Thursday, 12 October 2017

Historical Summary of Ferney by Gloria Banting


P. O'Kelly - Original photograph Maryborough Wide Bay & Burnett Historical Society Inc (from Loyau’s book)  

Ferney is a locality within the 4650 postcode which runs roughly from Five Mile Road to Owanyilla along the Mary River.  One hundred and fifty years ago, Ferney was the name of a sugar plantation owned by Peter O’Kelly, who had arrived in Brisbane from Ireland in 1861. Soon after arrival, he received a job offer from surveyor Cecil Hugh Colquhoun, who was travelling to Maryborough to commence surveying the new Agricultural Reserve.  When the subdivided land was made available for selection, O’Kelly chose three riverfront blocks with a total area of 150 acres, naming it after the estate of the French philosopher, Voltaire. He gradually purchased surrounding farms until he owned 600 acres.

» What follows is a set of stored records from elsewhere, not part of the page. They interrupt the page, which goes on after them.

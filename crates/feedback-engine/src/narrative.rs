//! Narrative bullets: what happened, why it happened, and the one-line summary.
//!
//! Each list is assembled from an ordered table of bullet producers. Producers
//! return `None` when their condition does not hold, and the table order is the
//! output order.

use crate::analyzer::Deltas;
use crate::format::{format_currency, format_percent, format_points, format_signed_percent};
use feedback_core::{CompetitorResponse, EventImpact, ReactionLevel, RoundResult, SimulationBreakdown};
use tracing::debug;

/// Revenue change (percent) above which revenue "grew" and below whose negative it "fell".
pub const REVENUE_SWING_PCT: f64 = 5.0;
/// Profit change (percent) considered a big move in either direction.
pub const PROFIT_SWING_PCT: f64 = 10.0;
/// Market share change (points) worth reporting.
pub const SHARE_SWING_PTS: f64 = 2.0;
pub const BRAND_HIGH: f64 = 70.0;
pub const BRAND_LOW: f64 = 40.0;

/// Effects at or below this magnitude are noise.
pub const EFFECT_NOISE: f64 = 0.02;
/// Effects beyond this magnitude are strong; between noise and this they are moderate.
pub const EFFECT_STRONG: f64 = 0.05;
pub const MAX_EFFECT_BULLETS: usize = 3;
pub const MAX_EVENT_BULLETS: usize = 2;
pub const EVENT_BOOST: f64 = 1.05;
pub const EVENT_DRAG: f64 = 0.95;

pub const BALANCED_EFFECTS: &str = "4Ps effects were balanced this round.";
pub const FIRST_ROUND_WHY: &str =
    "This is the simulation's start: results reflect your initial positioning decisions.";
pub const LATER_ROUND_WHY: &str =
    "Results reflect a balanced combination of strategic and market factors.";

type Bullet = fn(&RoundResult, &Deltas, u32) -> Option<String>;

const FIRST_ROUND_BULLETS: [Bullet; 3] = [opening_revenue, opening_profit, opening_share];
const LATER_ROUND_BULLETS: [Bullet; 3] = [revenue_trend, profit_trend, share_trend];

fn opening_revenue(current: &RoundResult, _: &Deltas, round: u32) -> Option<String> {
    Some(format!(
        "Revenue in round {round} totaled {}.",
        format_currency(current.revenue)
    ))
}

fn opening_profit(current: &RoundResult, _: &Deltas, _: u32) -> Option<String> {
    if current.profit > 0.0 {
        Some(format!(
            "The company made a profit of {} with a {} margin.",
            format_currency(current.profit),
            format_percent(current.margin)
        ))
    } else {
        Some(format!(
            "The company recorded a loss of {} with a {} margin.",
            format_currency(current.profit.abs()),
            format_percent(current.margin)
        ))
    }
}

fn opening_share(current: &RoundResult, _: &Deltas, _: u32) -> Option<String> {
    Some(format!(
        "Your starting market share is {}.",
        format_percent(current.market_share)
    ))
}

fn revenue_trend(current: &RoundResult, d: &Deltas, _: u32) -> Option<String> {
    let revenue = format_currency(current.revenue);
    let bullet = if d.revenue_change > REVENUE_SWING_PCT {
        format!(
            "Revenue grew {} versus the previous round, reaching {revenue}.",
            format_percent(d.revenue_change)
        )
    } else if d.revenue_change < -REVENUE_SWING_PCT {
        format!(
            "Revenue fell {} versus the previous round, to {revenue}.",
            format_percent(d.revenue_change.abs())
        )
    } else {
        format!(
            "Revenue remained stable ({}) at {revenue}.",
            format_signed_percent(d.revenue_change)
        )
    };
    Some(bullet)
}

fn profit_trend(current: &RoundResult, d: &Deltas, _: u32) -> Option<String> {
    let profit = format_currency(current.profit);
    if current.profit > 0.0 && d.profit_change > PROFIT_SWING_PCT {
        Some(format!(
            "Profit rose {} to {profit}.",
            format_percent(d.profit_change)
        ))
    } else if current.profit < 0.0 {
        Some(format!(
            "The company recorded a loss of {} this round.",
            format_currency(current.profit.abs())
        ))
    } else if d.profit_change < -PROFIT_SWING_PCT {
        Some(format!(
            "Profit dropped {} to {profit}.",
            format_percent(d.profit_change.abs())
        ))
    } else {
        None
    }
}

fn share_trend(current: &RoundResult, d: &Deltas, _: u32) -> Option<String> {
    if d.market_share_change.abs() <= SHARE_SWING_PTS {
        return None;
    }
    let share = format_percent(current.market_share);
    if d.market_share_change > 0.0 {
        Some(format!(
            "You gained {} of market share, now at {share}.",
            format_points(d.market_share_change)
        ))
    } else {
        Some(format!(
            "You lost {} of market share, now at {share}.",
            format_points(d.market_share_change.abs())
        ))
    }
}

fn brand_addendum(current: &RoundResult) -> Option<String> {
    let brand = format_percent(current.brand_perception);
    if current.brand_perception > BRAND_HIGH {
        Some(format!(
            "Brand perception is high ({brand}), an asset worth leveraging."
        ))
    } else if current.brand_perception < BRAND_LOW {
        Some(format!("Brand perception is low ({brand}) and needs attention."))
    } else {
        None
    }
}

/// Ordered bullets describing the round's outcome.
pub fn what_happened(current: &RoundResult, deltas: &Deltas, round_number: u32) -> Vec<String> {
    let table = if deltas.is_first_round {
        &FIRST_ROUND_BULLETS
    } else {
        &LATER_ROUND_BULLETS
    };
    let mut bullets: Vec<String> = table
        .iter()
        .filter_map(|bullet| bullet(current, deltas, round_number))
        .collect();
    bullets.extend(brand_addendum(current));
    bullets
}

fn effect_bullets(breakdown: &SimulationBreakdown) -> Vec<String> {
    let mut effects = breakdown.effects().to_vec();
    // Stable sort: equal magnitudes keep the fixed lever order.
    effects.sort_by(|a, b| b.1.abs().total_cmp(&a.1.abs()));
    let bullets: Vec<String> = effects
        .into_iter()
        .filter(|(_, v)| v.abs() > EFFECT_NOISE)
        .take(MAX_EFFECT_BULLETS)
        .map(|(key, v)| {
            let impact = format_signed_percent(v * 100.0);
            let base = if v > EFFECT_STRONG {
                format!("{} had a positive impact of {impact} on results.", key.label())
            } else if v < -EFFECT_STRONG {
                format!("{} had a negative impact of {impact} on results.", key.label())
            } else {
                format!("{} had a moderate impact ({impact}) on results.", key.label())
            };
            match breakdown.explanation(key) {
                Some(why) => format!("{base} {why}"),
                None => base,
            }
        })
        .collect();
    if bullets.is_empty() {
        vec![BALANCED_EFFECTS.to_string()]
    } else {
        bullets
    }
}

fn competitor_bullet(competitor: &CompetitorResponse) -> Option<String> {
    match competitor.reaction_level {
        ReactionLevel::Aggressive => Some(match &competitor.explanation {
            Some(why) => format!("Competitors reacted aggressively: {why}"),
            None => "Competitors reacted aggressively and pressured your market share.".to_string(),
        }),
        ReactionLevel::Moderate => Some(
            "Competitors reacted moderately, adding some pressure on the market.".to_string(),
        ),
        ReactionLevel::Passive => None,
    }
}

fn event_bullet(event: &EventImpact) -> Option<String> {
    let multiplier = event.revenue_multiplier?;
    let change = format_signed_percent((multiplier - 1.0) * 100.0);
    let base = if multiplier > EVENT_BOOST {
        format!("The event \"{}\" boosted demand ({change}).", event.event_title)
    } else if multiplier < EVENT_DRAG {
        format!("The event \"{}\" reduced demand ({change}).", event.event_title)
    } else {
        return None;
    };
    Some(match &event.explanation {
        Some(why) => format!("{base} {why}"),
        None => base,
    })
}

/// Ordered causal bullets: lever effects, competitor reaction, then events.
pub fn why_it_happened(
    breakdown: Option<&SimulationBreakdown>,
    competitor: Option<&CompetitorResponse>,
    events: &[EventImpact],
    deltas: &Deltas,
) -> Vec<String> {
    let mut bullets = Vec::new();
    if let Some(b) = breakdown {
        bullets.extend(effect_bullets(b));
    }
    if let Some(c) = competitor {
        bullets.extend(competitor_bullet(c));
    }
    bullets.extend(
        events
            .iter()
            .take(MAX_EVENT_BULLETS)
            .filter_map(event_bullet),
    );
    if bullets.is_empty() {
        debug!("no causal signal, using fallback explanation");
        let fallback = if deltas.is_first_round {
            FIRST_ROUND_WHY
        } else {
            LATER_ROUND_WHY
        };
        bullets.push(fallback.to_string());
    }
    bullets
}

type SummaryRule = (
    fn(&RoundResult, &Deltas) -> bool,
    fn(&str, &RoundResult, &Deltas, u32) -> String,
);

const LATER_ROUND_SUMMARY: [SummaryRule; 4] = [
    (profit_surged, congratulate),
    (profit_slipping, warn_declining),
    (in_the_red, report_loss),
    (always, report_stable),
];

fn profit_surged(c: &RoundResult, d: &Deltas) -> bool {
    c.profit > 0.0 && d.profit_change > PROFIT_SWING_PCT
}

fn profit_slipping(c: &RoundResult, d: &Deltas) -> bool {
    c.profit > 0.0 && d.profit_change < -PROFIT_SWING_PCT
}

fn in_the_red(c: &RoundResult, _: &Deltas) -> bool {
    c.profit < 0.0
}

fn always(_: &RoundResult, _: &Deltas) -> bool {
    true
}

fn congratulate(who: &str, c: &RoundResult, d: &Deltas, round: u32) -> String {
    format!(
        "Congratulations, {who}! Profit grew {} to {} in round {round}.",
        format_percent(d.profit_change),
        format_currency(c.profit)
    )
}

fn warn_declining(who: &str, c: &RoundResult, d: &Deltas, round: u32) -> String {
    format!(
        "{who} stayed profitable in round {round} ({}), but profit fell {} versus the previous round.",
        format_currency(c.profit),
        format_percent(d.profit_change.abs())
    )
}

fn report_loss(who: &str, c: &RoundResult, _: &Deltas, round: u32) -> String {
    format!(
        "{who} posted a loss of {} in round {round}; reassess costs and pricing to recover.",
        format_currency(c.profit.abs())
    )
}

fn report_stable(who: &str, c: &RoundResult, _: &Deltas, round: u32) -> String {
    format!(
        "{who} showed stable performance in round {round}, with profit of {} and {} market share.",
        format_currency(c.profit),
        format_percent(c.market_share)
    )
}

/// One-sentence summary of the round for the team.
pub fn summary(
    current: &RoundResult,
    deltas: &Deltas,
    round_number: u32,
    team_name: Option<&str>,
) -> String {
    let who = match team_name {
        Some(name) => format!("Team {name}"),
        None => "Your company".to_string(),
    };
    if deltas.is_first_round {
        return if current.profit > 0.0 {
            format!(
                "{who} ended round {round_number} profitable, with {} in profit and {} market share.",
                format_currency(current.profit),
                format_percent(current.market_share)
            )
        } else {
            format!(
                "{who} ended round {round_number} with a loss of {}; review costs and pricing to reach profitability.",
                format_currency(current.profit.abs())
            )
        };
    }
    LATER_ROUND_SUMMARY
        .iter()
        .find(|(applies, _)| applies(current, deltas))
        .map(|(_, render)| render(&who, current, deltas, round_number))
        .unwrap_or_default()
}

In the early years he endured thefts by the local Aborigines, and also damage to his original shack and cane crop from floods. Marrying in 1873, he built a proper house for his new bride which was first described in a newspaper article in 1878. Ferney homestead still stands at the end of River Road, and is believed to be one of only two original plantation homesteads on their original sites – the other being Rosehill built by John Eaton.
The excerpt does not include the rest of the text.